Sugar alters your brain, nervous system, and your endocrine system—essentially the entire body. When sugar is consumed, the brain is flooded with dopamine, the neurotransmitter that communicates pleasure and desire. When the brain is constantly flooded with dopamine it is constantly faced with wanting more of that thing that initiated dopamine. Dopamine is released when alcohol and opioids like cocaine are used.
With prolonged exposure to sugar, you’re dimming your life to experience pleasure in other areas because sugar consumption is taking over the brain’s translation of what it means to experience joy.
When you eat sugar it raises your blood’s glucose levels, and when those levels are up your pancreas releases a hormone called insulin, which blocks a hormone called leptin, the chemical that tells our brains, “Okay, we’re full, stop eating please!!!”
Sugar intake per capita in the UK has since doubled since the 1950s.

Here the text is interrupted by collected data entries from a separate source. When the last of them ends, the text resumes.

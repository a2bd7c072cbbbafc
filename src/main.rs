//! REST resource router (v1)
//!
//! Serves the in-memory demo API, prints its finalized route table, or
//! issues a bearer token for it.
//!
//! # Architecture Overview
//!
//! ```text
//!     settings (TOML)  ──▶  config  ──▶  routing (ResourceRouter, GenericRouter)
//!                                              │ collect_routes
//!                                              ▼
//!     Client Request   ──▶  http server ──▶  RouteTable ──▶ method map ──▶ Handler
//!     Client Response  ◀──  JSON + CORS ◀──  ApiError / Response ◀──────────┘
//! ```

use std::path::{Path, PathBuf};

use clap::{Parser, Subcommand};
use tokio::net::TcpListener;

use restful_router::config::{load_config, load_from_env, ConfigError, Settings};
use restful_router::demo;
use restful_router::http::HttpServer;
use restful_router::i18n::Translations;
use restful_router::observability::{logging, metrics};
use restful_router::routing::{PathConfig, RouteRule};
use restful_router::security::JwtCodec;
use serde_json::{Map, Value};

#[derive(Parser)]
#[command(name = "restful-router")]
#[command(about = "Resource router serving a demo REST API", long_about = None)]
struct Cli {
    /// Settings file; falls back to $RESTFUL_SETTINGS, then defaults
    #[arg(short, long)]
    config: Option<PathBuf>,

    #[command(subcommand)]
    command: Commands,
}

#[derive(Subcommand)]
enum Commands {
    /// Serve the demo API
    Serve,
    /// Print the finalized route table
    Routes,
    /// Issue a token signed with auth.secret_key
    Token {
        /// Claims as a JSON object
        #[arg(long, default_value = "{}")]
        claims: String,
    },
}

#[tokio::main]
async fn main() -> Result<(), Box<dyn std::error::Error>> {
    let cli = Cli::parse();
    let settings = load_settings(cli.config)?;

    logging::init_logging(&settings.observability);
    tracing::info!("restful-router v{} starting", env!("CARGO_PKG_VERSION"));

    let rules = demo::routes(&PathConfig::from(&settings.routing))?;

    match cli.command {
        Commands::Routes => print_routes(&rules),
        Commands::Serve => serve(settings, rules).await?,
        Commands::Token { claims } => {
            let claims: Map<String, Value> = serde_json::from_str(&claims)?;
            println!("{}", JwtCodec::from_config(&settings.auth)?.generate(claims)?);
        }
    }

    Ok(())
}

fn load_settings(path: Option<PathBuf>) -> Result<Settings, ConfigError> {
    match path {
        Some(path) => load_config(&path),
        None => match load_from_env() {
            Err(ConfigError::MissingEnvironment(_)) => Ok(Settings::default()),
            result => result,
        },
    }
}

fn print_routes(rules: &[RouteRule]) {
    for rule in rules {
        let methods = rule.methods();
        println!(
            "{:<60} {:<28} {:<10} {}",
            rule.pattern,
            if methods.is_empty() { "*".to_string() } else { methods.join(",") },
            rule.handler.spec().name,
            rule.name.as_deref().unwrap_or("-"),
        );
    }
}

async fn serve(settings: Settings, rules: Vec<RouteRule>) -> Result<(), Box<dyn std::error::Error>> {
    tracing::info!(
        bind_address = %settings.listener.bind_address,
        api_prefix = %settings.routing.api_prefix,
        trailing_slash = settings.routing.trailing_slash,
        debug = settings.debug,
        "Configuration loaded"
    );

    if settings.observability.metrics_enabled {
        if let Ok(addr) = settings.observability.metrics_address.parse() {
            metrics::init_metrics(addr);
        } else {
            tracing::error!(
                metrics_address = %settings.observability.metrics_address,
                "Failed to parse metrics address"
            );
        }
    }

    let translations = match &settings.i18n.locales_path {
        Some(path) => Translations::load(Path::new(path), settings.i18n.default_locale.clone())?,
        None => Translations::new(settings.i18n.default_locale.clone()),
    };

    let codec = if settings.auth.secret_key.is_empty() {
        tracing::warn!("auth.secret_key is empty; every token will be rejected");
        None
    } else {
        Some(JwtCodec::from_config(&settings.auth)?)
    };

    let listener = TcpListener::bind(&settings.listener.bind_address).await?;
    tracing::info!(address = %listener.local_addr()?, "Listening for connections");

    let mut server = HttpServer::new(settings, rules)?.with_translations(translations);
    if let Some(codec) = codec {
        server = server.with_verifier(codec);
    }
    server.run(listener).await?;

    tracing::info!("Shutdown complete");
    Ok(())
}
//! Resource router.
//!
//! Derives collection and detail rules from resource registrations.
//!
//! ```text
//! register(["authors", "books"], handler)
//!     → lookups:  (?P<author_pk>[^/.]+), (?P<book_pk>[^/.]+)
//!     → flat:     authors / lookup₁ / books / lookup₂
//!     → collection rule: authors/lookup₁/books          {GET: list, POST: create}
//!     → detail rule:     authors/lookup₁/books/lookup₂  {GET: retrieve, PUT: update, ...}
//! ```
//!
//! A template whose actions the handler exposes none of is skipped.
//! Standalone handlers only get the detail template, and its pattern drops
//! the final lookup segment.

use std::sync::{Arc, LazyLock};

use axum::http::Method;
use regex::Regex;

use crate::error::{RouterError, RouterResult};
use crate::routing::handler::{Action, Handler, HandlerSpec, Kwargs, MethodMap};
use crate::routing::inflect::singularize;
use crate::routing::router::{PathConfig, RouteRule, Router};

static RESOURCE_NAME: LazyLock<Regex> =
    LazyLock::new(|| Regex::new(r"^[a-zA-Z0-9_-]+$").expect("resource name pattern must compile"));

/// One of the two fixed route shapes.
#[derive(Debug, Clone, Copy, PartialEq, Eq)]
pub enum RouteTemplate {
    Collection,
    Detail,
}

impl RouteTemplate {
    /// Templates in emission order.
    pub const ALL: [RouteTemplate; 2] = [RouteTemplate::Collection, RouteTemplate::Detail];

    /// Detail routes carry the final lookup variable.
    pub fn is_detail(self) -> bool {
        self == RouteTemplate::Detail
    }

    pub fn mapping(self) -> Vec<(Method, Action)> {
        match self {
            RouteTemplate::Collection => vec![(Method::GET, Action::List), (Method::POST, Action::Create)],
            RouteTemplate::Detail => vec![
                (Method::GET, Action::Retrieve),
                (Method::PUT, Action::Update),
                (Method::PATCH, Action::PartialUpdate),
                (Method::DELETE, Action::Destroy),
            ],
        }
    }
}

/// Anything that names one or more resources.
pub trait IntoResources {
    fn into_resources(self) -> Vec<String>;
}

impl IntoResources for &str {
    fn into_resources(self) -> Vec<String> {
        vec![self.to_string()]
    }
}

impl IntoResources for String {
    fn into_resources(self) -> Vec<String> {
        vec![self]
    }
}

impl IntoResources for &[&str] {
    fn into_resources(self) -> Vec<String> {
        self.iter().map(|s| s.to_string()).collect()
    }
}

impl<const N: usize> IntoResources for [&str; N] {
    fn into_resources(self) -> Vec<String> {
        self.iter().map(|s| s.to_string()).collect()
    }
}

impl IntoResources for Vec<String> {
    fn into_resources(self) -> Vec<String> {
        self
    }
}

impl IntoResources for Vec<&str> {
    fn into_resources(self) -> Vec<String> {
        self.into_iter().map(str::to_string).collect()
    }
}

#[derive(Clone)]
struct Registration {
    resources: Vec<String>,
    handler: Arc<dyn Handler>,
    kwargs: Option<Kwargs>,
    name: Option<String>,
}

/// Router generating list/detail rules for registered resources.
#[derive(Clone, Default)]
pub struct ResourceRouter {
    config: PathConfig,
    registry: Vec<Registration>,
}

impl ResourceRouter {
    pub fn new(config: PathConfig) -> Self {
        Self {
            config,
            registry: Vec::new(),
        }
    }

    /// Register a handler under one resource name or a nested sequence.
    ///
    /// Every name must match `^[a-zA-Z0-9_-]+$`. Lookup overrides are
    /// checked here so a misconfigured handler fails before any rule is read.
    pub fn register(
        &mut self,
        resources: impl IntoResources,
        handler: Arc<dyn Handler>,
        kwargs: Option<Kwargs>,
        name: Option<&str>,
    ) -> RouterResult<()> {
        let resources = resources.into_resources();
        if resources.is_empty() {
            return Err(RouterError::InvalidResourceName(String::new()));
        }
        if let Some(invalid) = resources.iter().find(|r| !RESOURCE_NAME.is_match(r)) {
            tracing::error!(resource = %invalid, "Invalid resource name");
            return Err(RouterError::InvalidResourceName(invalid.clone()));
        }
        lookup_regexs(&resources, &handler.spec())?;

        self.registry.push(Registration {
            resources,
            handler,
            kwargs,
            name: name.map(str::to_string),
        });
        Ok(())
    }

    pub fn set_api_prefix(&mut self, api_prefix: impl Into<String>) {
        self.config.api_prefix = api_prefix.into();
    }

    pub fn set_trailing_slash(&mut self, trailing_slash: bool) {
        self.config.trailing_slash = trailing_slash;
    }

    pub fn len(&self) -> usize {
        self.registry.len()
    }

    pub fn is_empty(&self) -> bool {
        self.registry.is_empty()
    }
}

impl Router for ResourceRouter {
    fn path_config(&self) -> &PathConfig {
        &self.config
    }

    fn get_rules(&self) -> RouterResult<Vec<RouteRule>> {
        let mut rules = Vec::new();
        for registration in &self.registry {
            let spec = registration.handler.spec();
            let kwargs = registration.kwargs.clone().unwrap_or_default();
            let regexs = lookup_regexs(&registration.resources, &spec)?;
            let flat: Vec<&str> = registration
                .resources
                .iter()
                .zip(&regexs)
                .flat_map(|(resource, regex)| [resource.as_str(), regex.as_str()])
                .collect();

            for template in RouteTemplate::ALL {
                let method_map = method_map(&spec, template);
                if method_map.is_empty() {
                    continue;
                }
                if spec.standalone && !template.is_detail() {
                    continue;
                }
                let segments = if template.is_detail() && !spec.standalone {
                    &flat[..]
                } else {
                    &flat[..flat.len() - 1]
                };
                let pattern = segments.join("/");

                tracing::debug!(
                    handler = %spec.name,
                    pattern = %pattern,
                    detail = template.is_detail(),
                    methods = method_map.len(),
                    "Generated rule"
                );

                let mut rule_kwargs = kwargs.clone();
                rule_kwargs.method_map = Some(method_map);
                rules.push(RouteRule::new(
                    pattern,
                    registration.handler.clone(),
                    rule_kwargs,
                    registration.name.clone(),
                ));
            }
        }
        Ok(rules)
    }
}

/// Build one `(?P<kwarg>regex)` segment per resource.
pub fn lookup_regexs(resources: &[String], spec: &HandlerSpec) -> RouterResult<Vec<String>> {
    let kwargs: Vec<String> = if !spec.lookup_url_kwargs.is_empty() {
        spec.lookup_url_kwargs.clone()
    } else if resources.len() == 1 {
        vec![spec.lookup_url_kwarg.clone()]
    } else {
        resources
            .iter()
            .map(|r| format!("{}_{}", singularize(r), spec.lookup_url_kwarg))
            .collect()
    };
    let regexs: Vec<String> = if !spec.lookup_value_regexs.is_empty() {
        spec.lookup_value_regexs.clone()
    } else {
        vec![spec.lookup_value_regex.clone(); resources.len()]
    };

    if kwargs.len() != regexs.len() || kwargs.len() != resources.len() {
        tracing::error!(
            handler = %spec.name,
            resources = resources.len(),
            kwargs = kwargs.len(),
            regexs = regexs.len(),
            "Lookup override lengths do not match"
        );
        return Err(RouterError::LookupLengthMismatch {
            handler: spec.name.clone(),
            resources: resources.len(),
            kwargs: kwargs.len(),
            regexs: regexs.len(),
        });
    }

    Ok(kwargs
        .iter()
        .zip(&regexs)
        .map(|(kwarg, regex)| format!("(?P<{kwarg}>{regex})"))
        .collect())
}

/// Keep the template entries whose action the handler exposes.
pub fn method_map(spec: &HandlerSpec, template: RouteTemplate) -> MethodMap {
    template
        .mapping()
        .into_iter()
        .filter(|(_, action)| spec.exposes(*action))
        .collect()
}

Sugar is hidden in salad dressings, peanut butter, sauces, protein bars, deli meats, tomato sauce, and canned beans–it’s everywhere. This new potent sugar with the perfect balance of fat and salt makes you ignore your feeling of fullness, encouraging overeating and craving more processed foods. This means spending more money on unnecessary calories while jeopardizing your health. Who wins in that situation? Food manufacturers keep rolling in more and more money because consumers are eating more and more food.

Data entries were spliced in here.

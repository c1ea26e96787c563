//! `expense-tracker` CLI entry-point.
//!
//! Available sub-commands:
//! - `serve`   — connect, ensure the schema, and start the API server.
//! - `init-db` — connect and ensure the schema, then exit.

mod config;

use anyhow::Context;
use clap::{Parser, Subcommand};
use tracing::info;
use tracing_subscriber::EnvFilter;

use config::{DatabaseArgs, ServerArgs};

#[derive(Parser)]
#[command(
    name = "expense-tracker",
    about = "Personal expense records over HTTP",
    version
)]
struct Cli {
    #[command(flatten)]
    database: DatabaseArgs,

    #[command(subcommand)]
    command: Command,
}

#[derive(Subcommand)]
enum Command {
    /// Start the REST API server.
    Serve(ServerArgs),
    /// Create missing tables and exit.
    InitDb,
}

#[tokio::main]
async fn main() -> anyhow::Result<()> {
    tracing_subscriber::fmt()
        .with_env_filter(
            EnvFilter::try_from_default_env().unwrap_or_else(|_| EnvFilter::new("info")),
        )
        .init();

    let cli = Cli::parse();
    let pool = db::DbPool::open(&cli.database.pool_config())
        .await
        .context("Error connecting to database")?;

    let result = run(cli.command, pool.clone()).await;
    pool.close().await;
    result
}

async fn run(command: Command, pool: db::DbPool) -> anyhow::Result<()> {
    db::ensure_schema(&pool)
        .await
        .context("Error initializing database")?;

    match command {
        Command::Serve(server) => {
            let config = server.server_config();
            info!(port = config.bind_addr.port(), "Server starting");
            api::serve(api::AppState::new(pool), config)
                .await
                .context("server failed")?;
        }
        Command::InitDb => {
            info!("Schema is up to date");
        }
    }

    Ok(())
}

Grocery stores are selling forty thousand more products than they did in the 1990s, and with basically everything containing sugar, the sugarless options are scarce.
Can sugar hurt you?
Both emotional and physical, sugar has its detriments on our bodies. It’s evident it impacts your vanity. Increased sugar leads to weight gain, belly fat, wrinkles, accelerated aging, tooth decay, hair loss, and acne.

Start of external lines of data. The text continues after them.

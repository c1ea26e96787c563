//! `api` crate — HTTP REST API layer.
//!
//! Exposes, under the `/api` prefix:
//!   GET    /api/expenses
//!   POST   /api/expenses
//!   PUT    /api/expenses/{id}
//!   DELETE /api/expenses/{id}
//!   POST   /api/auth/signup

pub mod error;
pub mod extract;
pub mod handlers;
pub mod models;
pub mod password;
pub mod server;

pub use error::{ApiError, ValidationError};
pub use server::{build_router, serve, ServerConfig, ServerError};

use db::DbPool;

/// Shared application state. Holds nothing mutable; every request goes
/// straight to the pool.
#[derive(Clone)]
pub struct AppState {
    pub pool: DbPool,
}

impl AppState {
    pub fn new(pool: DbPool) -> Self {
        Self { pool }
    }
}
//! Typed error type for the db crate.

use thiserror::Error;

#[derive(Debug, Error)]
pub enum DbError {
    /// The pool could not be established or failed its liveness ping.
    #[error("database unreachable: {0}")]
    Connectivity(#[source] sqlx::Error),

    /// The configuration does not describe a usable connection target.
    #[error("invalid connection target: {0}")]
    InvalidTarget(String),

    /// `CREATE TABLE IF NOT EXISTS` statements could not be applied.
    #[error("schema setup failed: {0}")]
    Schema(#[source] sqlx::Error),

    #[error("sqlx error: {0}")]
    Sqlx(#[from] sqlx::Error),

    #[error("{resource} not found")]
    NotFound { resource: &'static str },

    /// An insert collided with a unique column.
    #[error("unique constraint violated: {constraint}")]
    UniqueViolation { constraint: String },
}

impl DbError {
    /// Classify a statement failure, separating unique-constraint rejections
    /// (SQLSTATE 23505) from every other store failure.
    pub(crate) fn from_statement(err: sqlx::Error) -> Self {
        if let sqlx::Error::Database(db_err) = &err {
            if db_err.is_unique_violation() {
                return Self::UniqueViolation {
                    constraint: db_err.constraint().unwrap_or("unknown").to_string(),
                };
            }
        }
        Self::Sqlx(err)
    }
}
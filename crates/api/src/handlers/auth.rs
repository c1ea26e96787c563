use axum::{extract::State, http::StatusCode, Json};
use db::models::NewUser;
use db::repository::users as user_repo;
use db::DbError;

use crate::error::ApiError;
use crate::extract::JsonBody;
use crate::models::{SignupRequest, User};
use crate::password;
use crate::AppState;

/// Register an account. Duplicate usernames or emails surface as 409 from
/// the insert itself.
pub async fn signup(
    State(state): State<AppState>,
    JsonBody(req): JsonBody<SignupRequest>,
) -> Result<(StatusCode, Json<User>), ApiError> {
    req.validate()?;
    let SignupRequest {
        username,
        email,
        password,
    } = req;

    let password_hash = password::hash_password(password).await?;
    let new_user = NewUser {
        username,
        email,
        password_hash,
    };

    match user_repo::create_user(&state.pool, &new_user).await {
        Ok(row) => {
            tracing::info!(user_id = row.id, username = %row.username, "User signed up");
            Ok((StatusCode::CREATED, Json(row.into())))
        }
        Err(DbError::UniqueViolation { constraint }) => {
            tracing::debug!(%constraint, "Signup rejected as duplicate");
            Err(ApiError::Conflict {
                message: "username or email already exists",
            })
        }
        Err(e) => Err(e.into()),
    }
}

Sugar impacts our health by increasing inflammation, migraine headaches, brain fog, anxiety, weakened eyesight, gum disease, overworked pancreas, nonalcoholic fatty liver, metabolic syndrome, leptin resistance, arthritis, osteoporosis, high cholesterol, heart disease, asthma, suppressed immunity, sleep issues, and kidney damage. That’s just some of what we know at this point in time.
When you consume sugar faster than you can metabolize it, it immediately turns to fat in your body.
Eating sugar leads to mood spikes and dramatic drops. As sugar levels spike so does your mood, and as the levels drop so does your mood. Your body’s brain kicks into “sugar monster mode” to receive that sense of pleasure all over again, leading into another round of that same cycle. Studies report that cases of depression are linked to increased sugar intake.
Sugar dependence
The process of experiencing sugar and getting off of sugar is the same experience as cocaine.
A study was done where rats responded to excessive sugar intake with bingeing, tolerance, and withdrawals. The withdrawal symptoms included chattering teeth, tremors, headshakes, a drop in body temperature, increased anxiety, and depression.
The rats withdrawing from sugar were thrown into a body of water and found less likely to climb themselves out and more likely to just float. It’s like they lost their will to live and survive.
Getting off sugar
What was it like for me? Cutting out all sugar was one of the most difficult things I have ever done. I cut out all processed and natural sugars.
The first four days I was bloated, exhausted, irritable, and SO. THIRSTY. The cravings were literally unbearable-–that was one and a half months ago. I had to have grace with myself during this process because I would go four days without sugar and then fall into its trap. Then I would do it all over again. As I continued to push through this the cravings decreased basically down to nothing, the withdrawal symptoms ceased and I actually started to experience the rewards of releasing myself from sugar’s grip.
My skin cleared up, any inflammation in my face and my body improved, my sleep is amazing, I have more energy, and my mood is consistent–I don’t experience any dramatic drops in emotions.
The best part though? I actually have my control back. I don’t feel like I’m being bossed around all the time and that by far is the best reward.
I eat essentially all vegetables, some nuts, and animal protein to survive. I have never felt better. I truly encourage you to give it a shot and have grace with yourself.
Is your dream life right over the mountain of sugar? Pick up the root of your skin struggles, sleep struggles, mood imbalance, tiredness, brain fog, and depression by getting rid of sugar.
If I can do it, literally anyone can.
*Disclaimer: All medical claims made in this article are information provided by the subject. The information is general in nature and not specifically meant for any particular individual. You should always seek out medical assistance from a medical professional based on your individual needs and circumstances.